*Prompt*
Whenever a line in the records below holds the string "stream", copy it out.

BEGIN

//! Kafka-compatible protocol server.
//!
//! [`KafkaServer`] accepts TCP connections, enforces the connection limits
//! of [`ServerConfig`] and hands every connection to a task that decodes
//! requests and calls into a [`Handler`].
//!
//! # Example
//! ```rust,no_run
//! use jockey::cluster::ServerConfig;
//! use jockey::server::{Handler, KafkaServer};
//!
//! struct NoTopics;
//!
//! impl Handler for NoTopics {}
//!
//! #[tokio::main]
//! async fn main() {
//!     let config = ServerConfig {
//!         listen_addr: "127.0.0.1:9092".to_string(),
//!         ..ServerConfig::default()
//!     };
//!     let server = KafkaServer::new(&config, NoTopics).await.unwrap();
//!     server.run().await.unwrap();
//! }
//! ```

mod connection;
mod handler;
pub mod health;
pub mod request;
pub mod response;
pub mod versions;

pub use connection::{ClientConnection, ConnectionLimits};
pub use handler::{Handler, RequestContext};

use std::collections::HashMap;
use std::net::{IpAddr, SocketAddr};
use std::sync::Arc;
use std::sync::atomic::{AtomicUsize, Ordering};
use std::time::Duration;

use tokio::net::TcpListener;
use tokio::sync::{RwLock, broadcast};

use crate::cluster::ServerConfig;
use crate::cluster::metrics;
use crate::error::{Error, Result};

/// A Kafka-compatible TCP server with graceful shutdown support.
pub struct KafkaServer<H: Handler> {
    listener: TcpListener,
    handler: Arc<H>,
    shutdown_tx: broadcast::Sender<()>,
    active_connections: Arc<AtomicUsize>,
    connections_per_ip: Arc<RwLock<HashMap<IpAddr, usize>>>,
    max_connections_per_ip: usize,
    /// Zero means unlimited.
    max_total_connections: usize,
    limits: ConnectionLimits,
}

impl<H: Handler + 'static> KafkaServer<H> {
    /// Bind the listener described by `config`.
    pub async fn new(config: &ServerConfig, handler: H) -> Result<Self> {
        Self::with_handler(config, Arc::new(handler)).await
    }

    /// Bind the listener with a handler shared with other components.
    pub async fn with_handler(config: &ServerConfig, handler: Arc<H>) -> Result<Self> {
        let listener = TcpListener::bind(&config.listen_addr)
            .await
            .map_err(|e| Error::IoError(e.kind()))?;

        let (shutdown_tx, _) = broadcast::channel(1);

        tracing::info!(
            addr = %config.listen_addr,
            max_per_ip = config.max_connections_per_ip,
            max_total = config.max_total_connections,
            "Kafka server listening"
        );

        Ok(Self {
            listener,
            handler,
            shutdown_tx,
            active_connections: Arc::new(AtomicUsize::new(0)),
            connections_per_ip: Arc::new(RwLock::new(HashMap::new())),
            max_connections_per_ip: config.max_connections_per_ip,
            max_total_connections: config.max_total_connections,
            limits: ConnectionLimits::from(config),
        })
    }

    /// Get the local address the server is bound to.
    pub fn local_addr(&self) -> Result<SocketAddr> {
        self.listener
            .local_addr()
            .map_err(|e| Error::IoError(e.kind()))
    }

    /// Get the number of active connections.
    pub fn active_connections(&self) -> usize {
        self.active_connections.load(Ordering::SeqCst)
    }

    /// Stop accepting new connections. Open connections keep being served.
    pub fn shutdown(&self) {
        let _ = self.shutdown_tx.send(());
        tracing::info!("Shutdown signal sent");
    }

    /// Stop accepting and wait up to `timeout` for open connections to close.
    ///
    /// Returns `true` if all connections drained within the timeout.
    pub async fn shutdown_and_wait(&self, timeout: Duration) -> bool {
        self.shutdown();

        let start = std::time::Instant::now();
        let check_interval = Duration::from_millis(100);

        while start.elapsed() < timeout {
            let active = self.active_connections.load(Ordering::SeqCst);
            if active == 0 {
                tracing::info!("All connections drained");
                return true;
            }
            tracing::debug!(
                active_connections = active,
                "Waiting for connections to drain"
            );
            tokio::time::sleep(check_interval).await;
        }

        let remaining = self.active_connections.load(Ordering::SeqCst);
        tracing::warn!(
            remaining_connections = remaining,
            "Shutdown timeout, connections still active"
        );
        false
    }

    /// Accept connections until [`shutdown`](Self::shutdown) is called.
    pub async fn run(&self) -> Result<()> {
        let mut shutdown_rx = self.shutdown_tx.subscribe();

        loop {
            tokio::select! {
                _ = shutdown_rx.recv() => {
                    tracing::info!("Server shutting down, no longer accepting connections");
                    return Ok(());
                }
                accept_result = self.listener.accept() => {
                    let (stream, addr) = match accept_result {
                        Ok(accepted) => accepted,
                        Err(e) => {
                            tracing::warn!(error = %e, "Failed to accept connection");
                            continue;
                        }
                    };
                    let ip = addr.ip();

                    if self.max_total_connections > 0 {
                        let current_total = self.active_connections.load(Ordering::SeqCst);
                        if current_total >= self.max_total_connections {
                            tracing::warn!(
                                client_ip = %ip,
                                current_connections = current_total,
                                max_connections = self.max_total_connections,
                                "Rejecting connection - global limit exceeded"
                            );
                            metrics::record_connection("rejected_total_limit");
                            drop(stream);
                            continue;
                        }
                    }

                    {
                        let mut counts = self.connections_per_ip.write().await;
                        let count = counts.entry(ip).or_insert(0);
                        if *count >= self.max_connections_per_ip {
                            tracing::warn!(
                                client_ip = %ip,
                                current_connections = *count,
                                max_connections = self.max_connections_per_ip,
                                "Rejecting connection - per-IP limit exceeded"
                            );
                            metrics::record_connection("rejected_ip_limit");
                            drop(stream);
                            continue;
                        }
                        *count += 1;
                    }

                    tracing::debug!(client_addr = %addr, "Accepted connection");
                    metrics::record_connection("accepted");

                    let handler = self.handler.clone();
                    let active_connections = self.active_connections.clone();
                    let connections_per_ip = self.connections_per_ip.clone();
                    let limits = self.limits;

                    active_connections.fetch_add(1, Ordering::SeqCst);

                    tokio::spawn(async move {
                        let mut conn = ClientConnection::new(stream, addr, limits);
                        if let Err(e) = conn.handle_requests(handler).await {
                            tracing::debug!(client_addr = %addr, error = %e, "Connection closed with error");
                        }
                        active_connections.fetch_sub(1, Ordering::SeqCst);

                        let mut counts = connections_per_ip.write().await;
                        if let Some(count) = counts.get_mut(&ip) {
                            *count = count.saturating_sub(1);
                            if *count == 0 {
                                counts.remove(&ip);
                            }
                        }
                    });
                }
            }
        }
    }

    /// Serve a single connection on the current task (useful for testing).
    pub async fn accept_one(&self) -> Result<()> {
        let (stream, addr) = self
            .listener
            .accept()
            .await
            .map_err(|e| Error::IoError(e.kind()))?;

        tracing::debug!(client_addr = %addr, "Accepted connection");

        let mut conn = ClientConnection::new(stream, addr, self.limits);
        conn.handle_requests(self.handler.clone()).await
    }
}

END

*Exercise solution*
                    let (stream, addr) = match accept_result {
                            drop(stream);
                            drop(stream);
                        let mut conn = ClientConnection::new(stream, addr, limits);
        let (stream, addr) = self
        let mut conn = ClientConnection::new(stream, addr, self.limits);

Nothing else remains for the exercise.